Task prompt
For the string "MonotonicProgress", search the entries below and copy every line where it appears.

Dataset records
......

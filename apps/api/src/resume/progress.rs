//! Progress reporting for the resume pipeline.
//!
//! The orchestrator talks to a `ProgressObserver`; the HTTP layer plugs in a
//! `ProgressBoard` entry per identity so a client can poll which phase is
//! active and how far along it is.

use std::collections::HashMap;
use std::sync::atomic::{AtomicU8, Ordering};
use std::sync::{Arc, RwLock};

use chrono::{DateTime, Utc};
use serde::Serialize;

/// Per-invocation pipeline state. No state is re-entered within one run.
#[derive(Debug, Clone, Copy, PartialEq, Eq, Serialize)]
#[serde(rename_all = "snake_case")]
pub enum PipelineStage {
    Idle,
    Validating,
    Uploading,
    Extracting,
    Merging,
    Persisting,
    Succeeded,
    Failed,
}

/// The two progress phases a client can display. Each is scaled 0–100 on its own.
#[derive(Debug, Clone, Copy, PartialEq, Eq, Serialize)]
#[serde(rename_all = "snake_case")]
pub enum Phase {
    Uploading,
    Extracting,
}

pub trait ProgressObserver: Send + Sync {
    fn stage_changed(&self, stage: PipelineStage);

    fn progress(&self, phase: Phase, percent: u8);

    /// Called once when an invocation fails, with the user-facing message.
    fn failed(&self, _message: &str) {}
}

/// Clamps reports into 0–100 and suppresses values lower than the last one
/// forwarded, so observers only ever see a non-decreasing sequence.
pub struct MonotonicProgress<'a> {
    observer: &'a dyn ProgressObserver,
    phase: Phase,
    last: AtomicU8,
}

impl<'a> MonotonicProgress<'a> {
    pub fn new(observer: &'a dyn ProgressObserver, phase: Phase) -> Self {
        Self {
            observer,
            phase,
            last: AtomicU8::new(0),
        }
    }

    pub fn start(&self) {
        self.observer.progress(self.phase, 0);
    }

    pub fn report(&self, percent: u8) {
        let percent = percent.min(100);
        let previous = self.last.fetch_max(percent, Ordering::SeqCst);
        if percent >= previous {
            self.observer.progress(self.phase, percent);
        }
    }

    /// Reports a fraction in [0, 1], as OCR engines do.
    pub fn report_fraction(&self, fraction: f32) {
        let fraction = if fraction.is_finite() {
            fraction.clamp(0.0, 1.0)
        } else {
            0.0
        };
        self.report((fraction * 100.0).round() as u8);
    }

    pub fn complete(&self) {
        self.report(100);
    }
}

#[derive(Debug, Clone, Serialize, PartialEq)]
pub struct ProgressSnapshot {
    pub stage: PipelineStage,
    pub phase: Option<Phase>,
    pub percent: u8,
    pub error: Option<String>,
    pub updated_at: DateTime<Utc>,
}

impl Default for ProgressSnapshot {
    fn default() -> Self {
        Self {
            stage: PipelineStage::Idle,
            phase: None,
            percent: 0,
            error: None,
            updated_at: Utc::now(),
        }
    }
}

/// Latest progress per identity, shared across handlers.
#[derive(Clone, Default)]
pub struct ProgressBoard {
    entries: Arc<RwLock<HashMap<String, ProgressSnapshot>>>,
}

impl ProgressBoard {
    pub fn new() -> Self {
        Self::default()
    }

    pub fn snapshot(&self, uid: &str) -> ProgressSnapshot {
        self.entries
            .read()
            .ok()
            .and_then(|entries| entries.get(uid).cloned())
            .unwrap_or_default()
    }

    /// Observer that writes into this board under `uid`.
    pub fn observer(&self, uid: &str) -> BoardObserver {
        BoardObserver {
            board: self.clone(),
            uid: uid.to_string(),
        }
    }

    fn update(&self, uid: &str, f: impl FnOnce(&mut ProgressSnapshot)) {
        // A poisoned lock only means a panicked writer; progress is advisory.
        let mut entries = match self.entries.write() {
            Ok(guard) => guard,
            Err(poisoned) => poisoned.into_inner(),
        };
        let entry = entries.entry(uid.to_string()).or_default();
        f(entry);
        entry.updated_at = Utc::now();
    }
}

pub struct BoardObserver {
    board: ProgressBoard,
    uid: String,
}

impl ProgressObserver for BoardObserver {
    fn stage_changed(&self, stage: PipelineStage) {
        self.board.update(&self.uid, |s| {
            if stage == PipelineStage::Validating {
                *s = ProgressSnapshot::default();
            }
            s.stage = stage;
        });
    }

    fn progress(&self, phase: Phase, percent: u8) {
        self.board.update(&self.uid, |s| {
            s.phase = Some(phase);
            s.percent = percent;
        });
    }

    fn failed(&self, message: &str) {
        self.board.update(&self.uid, |s| {
            s.stage = PipelineStage::Failed;
            s.error = Some(message.to_string());
        });
    }
}
#[cfg(test)]
mod tests {
    use super::*;
    use bytes::Bytes;

    use crate::resume::extraction::{PLACEHOLDER_BRANCH, PLACEHOLDER_NAME};
    use crate::resume::file::INVALID_TYPE_MESSAGE;
    use crate::resume::lock::LocalSessionLock;
    use crate::resume::ocr::RecognitionError;
    use crate::resume::progress::ProgressBoard;
    use crate::resume::CAPABILITY_UNAVAILABLE_MESSAGE;
    use crate::testing::{MemoryProfileStore, RecordingObserver, RecordingStorage, ScriptedOcr};

    const SCENARIO_TEXT: &str =
        "john@test.com\nCGPA: 9.12\nComputer Science skills: Java, SQL experience: intern";

    struct Harness {
        storage: Arc<RecordingStorage>,
        ocr: Arc<ScriptedOcr>,
        store: Arc<MemoryProfileStore>,
        locks: Arc<LocalSessionLock>,
        pipeline: Arc<ResumePipeline>,
    }

    fn harness_with(storage: RecordingStorage, ocr: ScriptedOcr, store: MemoryProfileStore) -> Harness {
        let storage = Arc::new(storage);
        let ocr = Arc::new(ocr);
        let store = Arc::new(store);
        let locks = Arc::new(LocalSessionLock::new());
        let pipeline = Arc::new(ResumePipeline::new(
            storage.clone(),
            ocr.clone(),
            store.clone(),
            locks.clone(),
        ));
        Harness {
            storage,
            ocr,
            store,
            locks,
            pipeline,
        }
    }

    fn harness(ocr_text: &str) -> Harness {
        harness_with(
            RecordingStorage::new(),
            ScriptedOcr::text(ocr_text),
            MemoryProfileStore::new(),
        )
    }

    fn identity() -> Identity {
        Identity::student("u1", Some("u1@campus.edu"))
    }

    fn request(filename: &str, mime: &str) -> UploadRequest {
        UploadRequest {
            file: Some(ResumeFile {
                filename: filename.to_string(),
                content_type: Some(mime.to_string()),
                data: Bytes::from_static(b"file bytes"),
            }),
            overrides: FieldOverrides::default(),
        }
    }

    #[tokio::test]
    async fn test_image_upload_scenario_for_new_student() {
        let h = harness(SCENARIO_TEXT);
        let obs = RecordingObserver::default();

        let outcome = h
            .pipeline
            .upload_resume(&identity(), request("cv.png", "image/png"), OcrCapability::Ready, &obs)
            .await
            .unwrap();

        assert_eq!(outcome.fields.email, "john@test.com");
        assert_eq!(outcome.fields.cgpa, "9.12");
        assert_eq!(outcome.fields.branch, "Computer Science");
        assert_eq!(outcome.fields.skills, "Java, SQL");
        assert_eq!(outcome.fields.name, "CGPA: 9.12");

        let stored = h.store.record("u1").unwrap();
        assert_eq!(stored.skills, vec!["Java", "SQL"]);
        assert_eq!(stored.resume_url.as_deref(), Some(outcome.resume.url.as_str()));
        assert!(outcome.resume.url.contains("resumes/u1/"));
        assert!(!stored.is_placed);

        assert_eq!(
            obs.stages(),
            vec![
                PipelineStage::Validating,
                PipelineStage::Uploading,
                PipelineStage::Extracting,
                PipelineStage::Merging,
                PipelineStage::Persisting,
                PipelineStage::Succeeded,
            ]
        );
        assert_eq!(obs.percents(Phase::Uploading), vec![0, 100]);
        assert_eq!(obs.percents(Phase::Extracting).last(), Some(&100));
        assert!(obs.failures().is_empty());
    }

    #[tokio::test]
    async fn test_disallowed_type_makes_no_storage_call() {
        let h = harness(SCENARIO_TEXT);
        let obs = RecordingObserver::default();

        let err = h
            .pipeline
            .upload_resume(&identity(), request("notes.txt", "text/plain"), OcrCapability::Ready, &obs)
            .await
            .unwrap_err();

        assert!(matches!(&err, PipelineError::Validation(m) if m == INVALID_TYPE_MESSAGE));
        assert_eq!(h.storage.calls(), 0);
        assert_eq!(h.store.merges(), 0);
        assert_eq!(obs.failures(), vec![INVALID_TYPE_MESSAGE.to_string()]);
    }

    #[tokio::test]
    async fn test_missing_file_is_validation_error() {
        let h = harness(SCENARIO_TEXT);
        let err = h
            .pipeline
            .upload_resume(
                &identity(),
                UploadRequest::default(),
                OcrCapability::Ready,
                &RecordingObserver::default(),
            )
            .await
            .unwrap_err();

        assert!(matches!(err, PipelineError::Validation(_)));
        assert_eq!(h.storage.calls(), 0);
    }

    #[tokio::test]
    async fn test_image_rejected_when_ocr_unavailable() {
        let h = harness(SCENARIO_TEXT);
        let obs = RecordingObserver::default();

        let err = h
            .pipeline
            .upload_resume(&identity(), request("cv.jpg", "image/jpeg"), OcrCapability::Unavailable, &obs)
            .await
            .unwrap_err();

        assert!(matches!(err, PipelineError::CapabilityUnavailable));
        assert_eq!(h.storage.calls(), 0);
        assert_eq!(h.ocr.calls(), 0);
        assert_eq!(obs.failures(), vec![CAPABILITY_UNAVAILABLE_MESSAGE.to_string()]);
    }

    #[tokio::test]
    async fn test_pdf_accepted_when_ocr_unavailable() {
        let h = harness(SCENARIO_TEXT);
        let outcome = h
            .pipeline
            .upload_resume(
                &identity(),
                request("cv.pdf", "application/pdf"),
                OcrCapability::Unavailable,
                &RecordingObserver::default(),
            )
            .await
            .unwrap();

        assert_eq!(outcome.fields.name, PLACEHOLDER_NAME);
        assert_eq!(outcome.fields.branch, PLACEHOLDER_BRANCH);
        // identity email was the previous value
        assert_eq!(outcome.fields.email, "u1@campus.edu");
        assert_eq!(h.ocr.calls(), 0);
        assert_eq!(h.storage.calls(), 1);
    }

    #[tokio::test]
    async fn test_overrides_become_extraction_defaults() {
        let h = harness(SCENARIO_TEXT);
        let mut req = request("cv.docx", "application/vnd.openxmlformats-officedocument.wordprocessingml.document");
        req.overrides.set("cgpa", "9.9".to_string());

        let outcome = h
            .pipeline
            .upload_resume(&identity(), req, OcrCapability::Ready, &RecordingObserver::default())
            .await
            .unwrap();
        assert_eq!(outcome.fields.cgpa, "9.9");
    }

    #[tokio::test]
    async fn test_upload_failure_leaves_store_untouched() {
        let h = harness_with(
            RecordingStorage::failing(),
            ScriptedOcr::text(SCENARIO_TEXT),
            MemoryProfileStore::new(),
        );
        let obs = RecordingObserver::default();

        let err = h
            .pipeline
            .upload_resume(&identity(), request("cv.png", "image/png"), OcrCapability::Ready, &obs)
            .await
            .unwrap_err();

        assert!(matches!(err, PipelineError::Upload(_)));
        assert!(h.store.record("u1").is_none());
        assert_eq!(h.ocr.calls(), 0);
        assert_eq!(obs.stages().last(), Some(&PipelineStage::Uploading));
        assert_eq!(obs.failures().len(), 1);
    }

    #[tokio::test]
    async fn test_recognition_failure_keeps_new_url_and_old_fields() {
        let existing = ProfilePatch {
            name: Some("Asha Rao".to_string()),
            cgpa: Some("8.1".to_string()),
            resume_url: Some("https://files.test/old.pdf".to_string()),
            is_placed: Some(true),
            ..ProfilePatch::default()
        };
        let h = harness_with(
            RecordingStorage::new(),
            ScriptedOcr::failing("engine crashed"),
            MemoryProfileStore::new().with_patch("u1", existing),
        );

        let err = h
            .pipeline
            .upload_resume(
                &identity(),
                request("cv.png", "image/png"),
                OcrCapability::Ready,
                &RecordingObserver::default(),
            )
            .await
            .unwrap_err();

        assert!(matches!(err, PipelineError::Recognition(RecognitionError::Failed(_))));
        let stored = h.store.record("u1").unwrap();
        assert_eq!(stored.name, "Asha Rao");
        assert_eq!(stored.cgpa, "8.1");
        assert!(stored.is_placed);
        let url = stored.resume_url.unwrap();
        assert_ne!(url, "https://files.test/old.pdf");
        assert!(url.starts_with("https://files.test/resumes/u1/"));
    }

    #[tokio::test]
    async fn test_store_failure_is_reported() {
        let h = harness_with(
            RecordingStorage::new(),
            ScriptedOcr::text(SCENARIO_TEXT),
            MemoryProfileStore::new().failing_writes(),
        );
        let obs = RecordingObserver::default();

        let err = h
            .pipeline
            .upload_resume(&identity(), request("cv.pdf", "application/pdf"), OcrCapability::Ready, &obs)
            .await
            .unwrap_err();

        assert!(matches!(err, PipelineError::Store(_)));
        assert_eq!(obs.failures(), vec!["Save failed. Try again.".to_string()]);
    }

    #[tokio::test]
    async fn test_concurrent_run_for_same_identity_is_busy() {
        let h = harness(SCENARIO_TEXT);
        let held = h.locks.try_acquire("u1").await.unwrap().unwrap();

        let err = h
            .pipeline
            .upload_resume(
                &identity(),
                request("cv.pdf", "application/pdf"),
                OcrCapability::Ready,
                &RecordingObserver::default(),
            )
            .await
            .unwrap_err();
        assert!(matches!(err, PipelineError::Busy));
        assert_eq!(h.storage.calls(), 0);

        let err = h
            .pipeline
            .save_profile(&identity(), ProfileFields::default())
            .await
            .unwrap_err();
        assert!(matches!(err, PipelineError::Busy));

        h.locks.release(held).await.unwrap();
    }

    #[tokio::test]
    async fn test_lock_released_after_failure() {
        let h = harness_with(
            RecordingStorage::new(),
            ScriptedOcr::failing("boom"),
            MemoryProfileStore::new(),
        );
        let id = identity();
        let obs = RecordingObserver::default();

        assert!(h
            .pipeline
            .upload_resume(&id, request("cv.png", "image/png"), OcrCapability::Ready, &obs)
            .await
            .is_err());
        // a second run is not refused as busy
        let err = h
            .pipeline
            .upload_resume(&id, request("cv.png", "image/png"), OcrCapability::Ready, &obs)
            .await
            .unwrap_err();
        assert!(matches!(err, PipelineError::Recognition(_)));
        assert_eq!(h.storage.calls(), 2);
    }

    #[tokio::test]
    async fn test_manual_save_splits_skills_and_keeps_resume_url() {
        let existing = ProfilePatch {
            resume_url: Some("https://files.test/r.pdf".to_string()),
            ..ProfilePatch::default()
        };
        let h = harness_with(
            RecordingStorage::new(),
            ScriptedOcr::text(""),
            MemoryProfileStore::new().with_patch("u1", existing),
        );

        let fields = ProfileFields {
            name: "Asha Rao".to_string(),
            email: "asha@campus.edu".to_string(),
            cgpa: "8.40".to_string(),
            skills: "Python, Go,  Rust".to_string(),
            branch: "Civil".to_string(),
        };
        let saved = h.pipeline.save_profile(&identity(), fields).await.unwrap();

        assert_eq!(saved.skills, vec!["Python", "Go", "Rust"]);
        assert_eq!(saved.resume_url.as_deref(), Some("https://files.test/r.pdf"));
        assert_eq!(saved.cgpa, "8.40");
        assert_eq!(h.storage.calls(), 0);
    }

    #[tokio::test]
    async fn test_edit_buffer_hydrates_from_store() {
        let existing = ProfilePatch {
            name: Some("Asha Rao".to_string()),
            skills: Some(vec!["C".to_string(), "Rust".to_string()]),
            ..ProfilePatch::default()
        };
        let h = harness_with(
            RecordingStorage::new(),
            ScriptedOcr::text(""),
            MemoryProfileStore::new().with_patch("u1", existing),
        );

        let buffer = h.pipeline.edit_buffer(&identity()).await.unwrap();
        assert_eq!(buffer.name, "Asha Rao");
        assert_eq!(buffer.skills, "C, Rust");
        assert_eq!(buffer.email, "u1@campus.edu");
    }

    #[tokio::test]
    async fn test_cancelled_upload_releases_lock() {
        let h = harness_with(
            RecordingStorage::blocking(),
            ScriptedOcr::text(SCENARIO_TEXT),
            MemoryProfileStore::new(),
        );

        let pipeline = h.pipeline.clone();
        let task = tokio::spawn(async move {
            pipeline
                .upload_resume(
                    &identity(),
                    request("cv.pdf", "application/pdf"),
                    OcrCapability::Ready,
                    &RecordingObserver::default(),
                )
                .await
        });
        h.storage.wait_for_calls(1).await;

        // same effect as axum dropping the handler on client disconnect
        task.abort();
        assert!(task.await.unwrap_err().is_cancelled());
        for _ in 0..10 {
            tokio::task::yield_now().await;
        }

        let saved = h
            .pipeline
            .save_profile(&identity(), ProfileFields::default())
            .await;
        assert!(saved.is_ok());
    }

    #[tokio::test]
    async fn test_refused_upload_leaves_running_progress_alone() {
        let h = harness_with(
            RecordingStorage::blocking(),
            ScriptedOcr::text(SCENARIO_TEXT),
            MemoryProfileStore::new(),
        );
        let board = ProgressBoard::new();

        let pipeline = h.pipeline.clone();
        let first_board = board.clone();
        let first = tokio::spawn(async move {
            pipeline
                .upload_resume(
                    &identity(),
                    request("cv.pdf", "application/pdf"),
                    OcrCapability::Ready,
                    &first_board.observer("u1"),
                )
                .await
        });
        h.storage.wait_for_calls(1).await;

        let err = h
            .pipeline
            .upload_resume(
                &identity(),
                request("cv.pdf", "application/pdf"),
                OcrCapability::Ready,
                &board.observer("u1"),
            )
            .await
            .unwrap_err();
        assert!(matches!(err, PipelineError::Busy));

        let during = board.snapshot("u1");
        assert_eq!(during.stage, PipelineStage::Uploading);
        assert_eq!(during.phase, Some(Phase::Uploading));
        assert!(during.error.is_none());

        h.storage.unblock();
        first.await.unwrap().unwrap();

        let after = board.snapshot("u1");
        assert_eq!(after.stage, PipelineStage::Succeeded);
        assert!(after.error.is_none());
        assert_eq!(h.storage.calls(), 1);
    }
}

......

Solution
pub struct MonotonicProgress<'a> {
impl<'a> MonotonicProgress<'a> {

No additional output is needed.